A normal point feature named NORMPT1 defined on the atoms in property 4 with distance 1.5 Å looks like:
1 5 NORMPT1 1.500000 1 4 0 1
Distance Constraint
<header> <distance> <tolerance> <props and feats>
A distance constraint has either two properties, two features, or one of each. Each property contains exactly one atom. The features may be point-class features (centroids, extension points, etc.), lines, or planes.
A distance constraint between an atom in property 7 and a centroid feature, with a distance of 5 Å and a tolerance of 0.2 Å is defined:
2 6 DIST1 5.000000 0.200000 1 7 1 CENT1
Angle Constraint
<header> <angle> <tolerance> <class 1> <index 1> <class 2> <index 2> <class 3> <index 3> <props and feats>
The class-index pairs are similar to those used for lines. If the class is 1, the index is for the feature list. If the class is 3, the index is for the property list. An angle constraint of 60° with a tolerance of 5° between atom 5, feature CENT1, and atom 10 is defined:
@<TRIPOS>SET
uang1$ANG1 STATIC ATOMS UNITY
SYSTEM|DELETE_EMPTY
1 5
uang2$ANG1 STATIC ATOMS UNITY
SYSTEM|DELETE_EMPTY
1 10
@<TRIPOS>U_FEAT
2 7 ANG1 60.00 5.00 3 0 1 0 3 1 2 1 2 1 CENT1
a b c d e f g h i j k l m n o p
a
|
class (= constraint)
|
b
|
type (= angle constraint)
|
c
|
name
|
d
|
angle value
|
e
|
tolerance
|
f
|
first item is an atom
|
g
|
the atom is in property #0 in the property list
|
h
|
second item is a feature
|
i
|
the feature is feature #0 in the feature list
|
j
|
third item is an atom
|
k
|
the atom is in property #1 in the property list
|
l
|
there are two properties
|
m
|
first property ID number (points to uang1$ANG1)
|
n
|
second property ID number (points to uang2$ANG1)
|
o
|
there is one feature
|
p
|
feature name
|
Excluded and Containing Volume Constraints
The single-sphere volume constraints are no longer used, but are still supported for backward compatibility. All volumes are now stored as multi-sphere constraints.

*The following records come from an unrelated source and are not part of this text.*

//! Domain model for the Eventum client
//!
//! Wire-faithful records (camelCase JSON as the backend speaks it),
//! newtype ids, and the pure role-resolution logic.

mod event;
mod role;
mod subscription;
mod types;
mod user;

pub use event::{
    Category, CategoryLink, Event, EventCategory, EventSpeaker, OrganizerSummary, RoleRecord,
    Speaker, Venue,
};
pub use role::{resolve_effective_role, Role};
pub use subscription::{NewTransaction, Subscription, Transaction};
pub use types::{
    CategoryId, EventId, RequestStatus, RoleChangeRequestId, SpeakerId, SubscriptionId,
    TransactionId, UserId, VenueId,
};
pub use user::{RoleChangeRequest, User, UserPatch};
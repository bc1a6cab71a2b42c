//! Core identifier types for the Eventum client
//!
//! The backend keys every entity by an integer id; these newtypes keep
//! the id spaces from mixing on the client side.

use serde::{Deserialize, Serialize};
use std::fmt;

macro_rules! entity_id {
    ($(#[$doc:meta])* $name:ident) => {
        $(#[$doc])*
        #[derive(
            Debug, Clone, Copy, PartialEq, Eq, PartialOrd, Ord, Hash, Serialize, Deserialize,
        )]
        #[serde(transparent)]
        pub struct $name(pub i64);

        impl $name {
            pub fn new(id: i64) -> Self {
                Self(id)
            }

            pub fn as_i64(&self) -> i64 {
                self.0
            }
        }

        impl fmt::Display for $name {
            fn fmt(&self, f: &mut fmt::Formatter<'_>) -> fmt::Result {
                write!(f, "{}", self.0)
            }
        }

        impl From<i64> for $name {
            fn from(id: i64) -> Self {
                Self(id)
            }
        }
    };
}

entity_id!(
    /// User identifier
    UserId
);
entity_id!(
    /// Event identifier
    EventId
);
entity_id!(
    /// Venue identifier
    VenueId
);
entity_id!(
    /// Category identifier
    CategoryId
);
entity_id!(
    /// Speaker identifier
    SpeakerId
);
entity_id!(
    /// Subscription identifier
    SubscriptionId
);
entity_id!(
    /// Transaction identifier
    TransactionId
);
entity_id!(
    /// Role-change-request identifier
    RoleChangeRequestId
);

/// Status of a role-change request.
///
/// Transitions are one-way: `pending` -> `approved` or `pending` ->
/// `rejected`, applied by an administrator on the backend. The client
/// never mutates a request after creating it.
#[derive(Debug, Clone, Copy, PartialEq, Eq, Hash, Serialize, Deserialize)]
#[serde(rename_all = "lowercase")]
pub enum RequestStatus {
    Pending,
    Approved,
    Rejected,
}

impl fmt::Display for RequestStatus {
    fn fmt(&self, f: &mut fmt::Formatter<'_>) -> fmt::Result {
        let s = match self {
            RequestStatus::Pending => "pending",
            RequestStatus::Approved => "approved",
            RequestStatus::Rejected => "rejected",
        };
        write!(f, "{s}")
    }
}
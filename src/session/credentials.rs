//! Durable session credentials
//!
//! Stands in for the browser's local storage: a small JSON document
//! holding the `user` and `token` keys, surviving process restarts so
//! a session can be restored without a network round trip.

#[cfg(test)]
use mockall::automock;
use serde::{Deserialize, Serialize};
use std::fs;
use std::path::PathBuf;
use tracing::warn;

use crate::domain::User;

/// The persisted session payload.
#[derive(Debug, Clone, Serialize, Deserialize)]
pub struct StoredCredentials {
    pub user: User,
    pub token: String,
}

/// Durable key-value persistence for session credentials.
///
/// `store` and `clear` are best-effort: a persistence failure is
/// logged, never propagated — logout in particular must not fail.
#[cfg_attr(test, automock)]
pub trait CredentialCache: Send + Sync {
    fn load(&self) -> Option<StoredCredentials>;
    fn store(&self, credentials: &StoredCredentials);
    fn clear(&self);
}

/// Filesystem-backed credential cache.
pub struct FsCredentialCache {
    path: PathBuf,
}

impl FsCredentialCache {
    pub fn new(path: impl Into<PathBuf>) -> Self {
        Self { path: path.into() }
    }
}

impl CredentialCache for FsCredentialCache {
    fn load(&self) -> Option<StoredCredentials> {
        let raw = fs::read_to_string(&self.path).ok()?;
        match serde_json::from_str(&raw) {
            Ok(credentials) => Some(credentials),
            Err(err) => {
                warn!(path = %self.path.display(), %err, "discarding unreadable credential file");
                None
            }
        }
    }

    fn store(&self, credentials: &StoredCredentials) {
        if let Some(parent) = self.path.parent() {
            if let Err(err) = fs::create_dir_all(parent) {
                warn!(path = %self.path.display(), %err, "could not create credential directory");
                return;
            }
        }
        match serde_json::to_vec_pretty(credentials) {
            Ok(bytes) => {
                if let Err(err) = fs::write(&self.path, bytes) {
                    warn!(path = %self.path.display(), %err, "could not persist credentials");
                }
            }
            Err(err) => warn!(%err, "could not encode credentials"),
        }
    }

    fn clear(&self) {
        if self.path.exists() {
            if let Err(err) = fs::remove_file(&self.path) {
                warn!(path = %self.path.display(), %err, "could not clear credentials");
            }
        }
    }
}
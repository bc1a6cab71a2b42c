//! Generic per-entity catalog cache
//!
//! Each catalog store is an independent cache of the backend's listing
//! for one entity. Mutations go to the backend first; the local cache
//! is only updated once the server confirms, so the cache never shows
//! state the backend rejected.

use serde::de::DeserializeOwned;
use std::sync::atomic::{AtomicBool, Ordering};
use std::sync::Arc;
use tokio::sync::RwLock;
use tracing::debug;

use crate::api::{routes, BackendApi};
use crate::domain::{Category, Event, EventCategory, EventSpeaker, RoleRecord, Speaker, User, Venue};
use crate::error::{ClientError, Result};

/// An entity served by the uniform catalog endpoints.
pub trait CatalogEntity: DeserializeOwned + Clone + Send + Sync + 'static {
    /// Collection route for this entity.
    const ROUTE: &'static str;

    /// Backend id of this record.
    fn entity_id(&self) -> i64;
}

impl CatalogEntity for Event {
    const ROUTE: &'static str = routes::EVENTS;
    fn entity_id(&self) -> i64 {
        self.id.as_i64()
    }
}

impl CatalogEntity for Venue {
    const ROUTE: &'static str = routes::VENUES;
    fn entity_id(&self) -> i64 {
        self.id.as_i64()
    }
}

impl CatalogEntity for Category {
    const ROUTE: &'static str = routes::CATEGORIES;
    fn entity_id(&self) -> i64 {
        self.id.as_i64()
    }
}

impl CatalogEntity for Speaker {
    const ROUTE: &'static str = routes::SPEAKERS;
    fn entity_id(&self) -> i64 {
        self.id.as_i64()
    }
}

impl CatalogEntity for RoleRecord {
    const ROUTE: &'static str = routes::ROLES;
    fn entity_id(&self) -> i64 {
        self.id
    }
}

impl CatalogEntity for User {
    const ROUTE: &'static str = routes::USERS;
    fn entity_id(&self) -> i64 {
        self.id.as_i64()
    }
}

impl CatalogEntity for EventCategory {
    const ROUTE: &'static str = routes::EVENT_CATEGORIES;
    fn entity_id(&self) -> i64 {
        self.id
    }
}

impl CatalogEntity for EventSpeaker {
    const ROUTE: &'static str = routes::EVENT_SPEAKERS;
    fn entity_id(&self) -> i64 {
        self.id
    }
}

/// Cache-then-mutate wrapper over the catalog endpoints for one entity.
pub struct CatalogStore<T: CatalogEntity> {
    api: Arc<dyn BackendApi>,
    items: RwLock<Vec<T>>,
    loading: AtomicBool,
    last_error: RwLock<Option<String>>,
}

impl<T: CatalogEntity> CatalogStore<T> {
    pub fn new(api: Arc<dyn BackendApi>) -> Self {
        Self {
            api,
            items: RwLock::new(Vec::new()),
            loading: AtomicBool::new(false),
            last_error: RwLock::new(None),
        }
    }

    /// Snapshot of the cached listing.
    pub async fn items(&self) -> Vec<T> {
        self.items.read().await.clone()
    }

    pub fn is_loading(&self) -> bool {
        self.loading.load(Ordering::Relaxed)
    }

    pub async fn last_error(&self) -> Option<String> {
        self.last_error.read().await.clone()
    }

    /// Replace the cache with the backend's current listing.
    pub async fn fetch_all(&self) -> Result<Vec<T>> {
        self.loading.store(true, Ordering::Relaxed);
        let result = self.fetch_all_inner().await;
        self.loading.store(false, Ordering::Relaxed);
        result
    }

    async fn fetch_all_inner(&self) -> Result<Vec<T>> {
        let raw = match self.api.list_catalog(T::ROUTE).await {
            Ok(raw) => raw,
            Err(err) => {
                self.record_error(&err).await;
                return Err(err.into());
            }
        };

        let items = decode_items::<T>(raw)?;
        debug!(route = T::ROUTE, count = items.len(), "catalog refreshed");
        *self.items.write().await = items.clone();
        *self.last_error.write().await = None;
        Ok(items)
    }

    /// Create a record; the cache gains it once the server confirms.
    pub async fn add(&self, body: serde_json::Value) -> Result<T> {
        match self.api.create_catalog(T::ROUTE, body).await {
            Ok(raw) => {
                let item: T = serde_json::from_value(raw)
                    .map_err(|e| ClientError::Api(crate::api::ApiError::Decode(e)))?;
                self.items.write().await.push(item.clone());
                *self.last_error.write().await = None;
                Ok(item)
            }
            Err(err) => {
                self.record_error(&err).await;
                Err(err.into())
            }
        }
    }

    /// Update a record in place.
    pub async fn update(&self, id: i64, body: serde_json::Value) -> Result<T> {
        match self.api.update_catalog(T::ROUTE, id, body).await {
            Ok(raw) => {
                let updated: T = serde_json::from_value(raw)
                    .map_err(|e| ClientError::Api(crate::api::ApiError::Decode(e)))?;
                let mut items = self.items.write().await;
                for item in items.iter_mut() {
                    if item.entity_id() == id {
                        *item = updated.clone();
                    }
                }
                *self.last_error.write().await = None;
                Ok(updated)
            }
            Err(err) => {
                self.record_error(&err).await;
                Err(err.into())
            }
        }
    }

    /// Delete a record; the cache drops it once the server confirms.
    pub async fn delete(&self, id: i64) -> Result<()> {
        match self.api.delete_catalog(T::ROUTE, id).await {
            Ok(()) => {
                self.evict(id).await;
                *self.last_error.write().await = None;
                Ok(())
            }
            Err(err) => {
                self.record_error(&err).await;
                Err(err.into())
            }
        }
    }

    pub(crate) async fn evict(&self, id: i64) {
        self.items.write().await.retain(|item| item.entity_id() != id);
    }

    pub(crate) fn api(&self) -> &Arc<dyn BackendApi> {
        &self.api
    }

    async fn record_error(&self, err: &crate::api::ApiError) {
        *self.last_error.write().await = Some(err.user_message());
    }
}

impl CatalogStore<Event> {
    /// Replace the cache with the events linked to one category.
    pub async fn fetch_by_category(
        &self,
        category_id: crate::domain::CategoryId,
    ) -> Result<Vec<Event>> {
        let events = self.api.fetch_events_by_category(category_id).await?;
        *self.items.write().await = events.clone();
        Ok(events)
    }
}

fn decode_items<T: CatalogEntity>(raw: Vec<serde_json::Value>) -> Result<Vec<T>> {
    raw.into_iter()
        .map(|value| {
            serde_json::from_value(value)
                .map_err(|e| ClientError::Api(crate::api::ApiError::Decode(e)))
        })
        .collect()
}

/// Event catalog.
pub type EventStore = CatalogStore<Event>;
/// Venue catalog.
pub type VenueStore = CatalogStore<Venue>;
/// Speaker catalog.
pub type SpeakerStore = CatalogStore<Speaker>;
/// Role catalog.
pub type RoleStore = CatalogStore<RoleRecord>;
/// User admin listing.
pub type UserStore = CatalogStore<User>;
/// Event-category link management.
pub type EventCategoryStore = CatalogStore<EventCategory>;
/// Event-speaker link management.
pub type EventSpeakerStore = CatalogStore<EventSpeaker>;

Line/Plane Angle Constraint
<header> <angle> <tolerance> 0 0 0 0 <props and feats>
Older versions of this feature had class-index pairs which are no longer used, so the four 0's are written for backward compatibility. The ordering of the line or plane features does not matter. The number of properties is always 0, and the number of features is always 2. An angle constraint between LINE1 and PLANE1 looks like:
2 11 LPANG1 90.00 10.00 0 0 0 0 0 2 LINE1 PLANE1
Receptor Site
Macro Reference
<header> <macro name> <target coordinate> <props and feats> <center coordinate> <vector 1> <vector 2> <color>
The number of properties is always 0. The number of features is 1 if there is a connection attribute (the feature is the other macro reference that this macro reference is connected to). The center coordinate and the vectors are for internal SYBYL use when adding a spatial constraint to the macro reference.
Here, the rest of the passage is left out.